I feel like I'm not great at prayer - it's not one of my talents because talking is not one of my talents! I pray for situations and people if God puts them on my mind, but I don't often stop in stillness long enough to give him the opportunity. 
I'm feeling a bit cut off, living too far from my previous church (where I'm still a member) but not feeling the time is right to go find a new church family. I was looking forward to meeting up with my small housegroup on Friday, just for a social, really, but my car headlights broke so I couldn't get there. So I'm really glad you've started this conversation!
I really enjoyed the video, more than I was expecting to. I have very rarely heard God's voice clearly, I think. The times I remember most clearly were when I was separating from my then H - and finding my now H! - so it was reassuring that I was not going against his will.
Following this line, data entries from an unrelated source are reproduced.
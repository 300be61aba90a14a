//! Vulkan logical device and queue management.
//!
//! The [`Device`] owns the logical device, its queues, the gpu-allocator
//! instance and a transient command pool used for one-off uploads.

use std::mem::ManuallyDrop;
use std::sync::{Arc, Mutex, MutexGuard};

use ash::vk;
use gpu_allocator::vulkan::{Allocator, AllocatorCreateDesc};
use tracing::{debug, error, info};

use crate::error::{RhiError, RhiResult};
use crate::instance::Instance;
use crate::physical_device::{PhysicalDeviceInfo, QueueFamilyIndices};

/// Vulkan logical device wrapper.
///
/// Shared between resources through `Arc`; every resource wrapper holds a
/// clone so the device outlives them all.
pub struct Device {
    device: ash::Device,
    physical_device: vk::PhysicalDevice,
    properties: vk::PhysicalDeviceProperties,
    /// Dropped explicitly before the device is destroyed.
    allocator: ManuallyDrop<Mutex<Allocator>>,
    graphics_queue: vk::Queue,
    present_queue: Option<vk::Queue>,
    queue_families: QueueFamilyIndices,
    /// Pool for [`Device::execute_single_use`].
    upload_pool: Mutex<vk::CommandPool>,
    anisotropy: bool,
}

impl Device {
    /// Creates a new logical device.
    ///
    /// The swapchain extension is enabled only when the physical device was
    /// selected against a surface. Dynamic rendering is core in Vulkan 1.3 and
    /// is enabled through the 1.3 feature struct.
    ///
    /// # Errors
    ///
    /// Returns an error if device, allocator or command pool creation fails.
    pub fn new(
        instance: &Instance,
        physical_device_info: &PhysicalDeviceInfo,
    ) -> RhiResult<Arc<Self>> {
        let queue_families = physical_device_info.queue_families;
        let graphics_family = queue_families
            .graphics_family
            .ok_or(RhiError::NoSuitableGpu)?;

        let unique_families = queue_families.unique_families();
        let queue_priorities = [1.0f32];
        let queue_create_infos: Vec<vk::DeviceQueueCreateInfo> = unique_families
            .iter()
            .map(|&family| {
                vk::DeviceQueueCreateInfo::default()
                    .queue_family_index(family)
                    .queue_priorities(&queue_priorities)
            })
            .collect();

        debug!(
            "Creating {} queue(s) for families: {:?}",
            queue_create_infos.len(),
            unique_families
        );

        let mut features_1_3 = vk::PhysicalDeviceVulkan13Features::default()
            .dynamic_rendering(true)
            .maintenance4(true);
        // DEPTH_ATTACHMENT_OPTIMAL / DEPTH_READ_ONLY_OPTIMAL for depth-only formats.
        let mut features_1_2 =
            vk::PhysicalDeviceVulkan12Features::default().separate_depth_stencil_layouts(true);

        let anisotropy = physical_device_info.features.sampler_anisotropy == vk::TRUE;
        let features = vk::PhysicalDeviceFeatures::default().sampler_anisotropy(anisotropy);

        let extension_names: Vec<*const std::ffi::c_char> =
            if queue_families.present_family.is_some() {
                vec![ash::khr::swapchain::NAME.as_ptr()]
            } else {
                vec![]
            };

        let create_info = vk::DeviceCreateInfo::default()
            .queue_create_infos(&queue_create_infos)
            .enabled_extension_names(&extension_names)
            .enabled_features(&features)
            .push_next(&mut features_1_2)
            .push_next(&mut features_1_3);

        let device = unsafe {
            instance
                .handle()
                .create_device(physical_device_info.device, &create_info, None)?
        };

        info!(
            "Logical device created with {} extension(s)",
            extension_names.len()
        );

        let graphics_queue = unsafe { device.get_device_queue(graphics_family, 0) };
        debug!("Graphics queue retrieved from family {}", graphics_family);

        let present_queue = queue_families.present_family.map(|family| {
            debug!("Present queue retrieved from family {}", family);
            unsafe { device.get_device_queue(family, 0) }
        });

        let allocator = match Allocator::new(&AllocatorCreateDesc {
            instance: instance.handle().clone(),
            device: device.clone(),
            physical_device: physical_device_info.device,
            debug_settings: Default::default(),
            buffer_device_address: false,
            allocation_sizes: Default::default(),
        }) {
            Ok(allocator) => allocator,
            Err(e) => {
                unsafe { device.destroy_device(None) };
                return Err(e.into());
            }
        };
        info!("GPU memory allocator initialized");

        let pool_info = vk::CommandPoolCreateInfo::default()
            .flags(vk::CommandPoolCreateFlags::TRANSIENT)
            .queue_family_index(graphics_family);
        let upload_pool = match unsafe { device.create_command_pool(&pool_info, None) } {
            Ok(pool) => pool,
            Err(e) => {
                drop(allocator);
                unsafe { device.destroy_device(None) };
                return Err(e.into());
            }
        };

        Ok(Arc::new(Self {
            device,
            physical_device: physical_device_info.device,
            properties: physical_device_info.properties,
            allocator: ManuallyDrop::new(Mutex::new(allocator)),
            graphics_queue,
            present_queue,
            queue_families,
            upload_pool: Mutex::new(upload_pool),
            anisotropy,
        }))
    }

    #[inline]
    pub fn handle(&self) -> &ash::Device {
        &self.device
    }

    #[inline]
    pub fn physical_device(&self) -> vk::PhysicalDevice {
        self.physical_device
    }

    /// Physical device limits, used for sampler anisotropy.
    #[inline]
    pub fn limits(&self) -> &vk::PhysicalDeviceLimits {
        &self.properties.limits
    }

    /// Whether sampler anisotropy was enabled at device creation.
    #[inline]
    pub fn anisotropy_enabled(&self) -> bool {
        self.anisotropy
    }

    #[inline]
    pub fn graphics_queue(&self) -> vk::Queue {
        self.graphics_queue
    }

    /// Returns the presentation queue, or `None` for a headless device.
    #[inline]
    pub fn present_queue(&self) -> Option<vk::Queue> {
        self.present_queue
    }

    #[inline]
    pub fn queue_families(&self) -> &QueueFamilyIndices {
        &self.queue_families
    }

    /// Locks the GPU memory allocator.
    ///
    /// # Errors
    ///
    /// Returns [`RhiError::LockPoisoned`] if a thread panicked while holding
    /// the lock.
    pub fn lock_allocator(&self) -> RhiResult<MutexGuard<'_, Allocator>> {
        self.allocator.lock().map_err(|_| RhiError::LockPoisoned)
    }

    /// Waits for the device to become idle.
    pub fn wait_idle(&self) -> RhiResult<()> {
        unsafe { self.device.device_wait_idle()? };
        Ok(())
    }

    /// Submits command buffers to the graphics queue.
    ///
    /// # Safety
    ///
    /// The command buffers must be fully recorded, and the fence (if not
    /// null) must be unsignaled and not in use by another submission.
    pub unsafe fn submit_graphics(
        &self,
        submit_infos: &[vk::SubmitInfo<'_>],
        fence: vk::Fence,
    ) -> RhiResult<()> {
        unsafe {
            self.device
                .queue_submit(self.graphics_queue, submit_infos, fence)?;
        }
        Ok(())
    }

    /// Records and synchronously executes a one-off command buffer.
    ///
    /// Blocks until the graphics queue has finished the work. Meant for
    /// resource uploads and readbacks, not per-frame rendering.
    pub fn execute_single_use<F>(&self, record: F) -> RhiResult<()>
    where
        F: FnOnce(vk::CommandBuffer),
    {
        let pool = self.upload_pool.lock().map_err(|_| RhiError::LockPoisoned)?;

        let alloc_info = vk::CommandBufferAllocateInfo::default()
            .command_pool(*pool)
            .level(vk::CommandBufferLevel::PRIMARY)
            .command_buffer_count(1);
        let cmd = unsafe { self.device.allocate_command_buffers(&alloc_info)?[0] };

        let result = (|| {
            let begin_info = vk::CommandBufferBeginInfo::default()
                .flags(vk::CommandBufferUsageFlags::ONE_TIME_SUBMIT);
            unsafe { self.device.begin_command_buffer(cmd, &begin_info)? };
            record(cmd);
            unsafe { self.device.end_command_buffer(cmd)? };

            let fence = unsafe {
                self.device
                    .create_fence(&vk::FenceCreateInfo::default(), None)?
            };
            let buffers = [cmd];
            let submit = vk::SubmitInfo::default().command_buffers(&buffers);
            let waited = unsafe {
                self.device
                    .queue_submit(self.graphics_queue, &[submit], fence)
                    .and_then(|_| self.device.wait_for_fences(&[fence], true, u64::MAX))
            };
            unsafe { self.device.destroy_fence(fence, None) };
            waited.map_err(RhiError::from)
        })();

        unsafe { self.device.free_command_buffers(*pool, &[cmd]) };
        result
    }
}

impl Drop for Device {
    fn drop(&mut self) {
        unsafe {
            if let Err(e) = self.device.device_wait_idle() {
                error!("Failed to wait for device idle during drop: {:?}", e);
            }

            if let Ok(pool) = self.upload_pool.get_mut() {
                self.device.destroy_command_pool(*pool, None);
            }

            // The allocator frees its memory blocks through the device.
            ManuallyDrop::drop(&mut self.allocator);

            self.device.destroy_device(None);
        }
        info!("Logical device destroyed");
    }
}

// SAFETY: ash::Device is a table of function pointers; the handles are plain
// integers and the allocator and upload pool are guarded by mutexes.
unsafe impl Send for Device {}
unsafe impl Sync for Device {}

#[cfg(test)]
mod tests {
    use super::*;

    #[test]
    fn test_device_is_send_sync() {
        fn assert_send_sync<T: Send + Sync>() {}
        assert_send_sync::<Device>();
    }
}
The one which still makes me smile was this: I was driving to school to pick up my DC, praying about how I had no roots anywhere and it had been like this all my life. I turned the corner, and five or six families were already walking away from school. Every single one of them waved at me as I drove past! They're a friendly bunch, but this was not usual. It just made me laugh. Oh, ok God, I'm settling here, am I? Thanks for my new home! And it is still my base, seven years later. I liked what Pete said about God saying, I just thought it was a great tree. I used to expect God to ask me to do things out of my comfort zone and so I didn't really want to hear from him. But I think he wants more of that everyday living life alongside each other stuff, so much of my prayer life now is just chatting at odd moments of the day when I think of it. Just a sentence here and there, just checking in.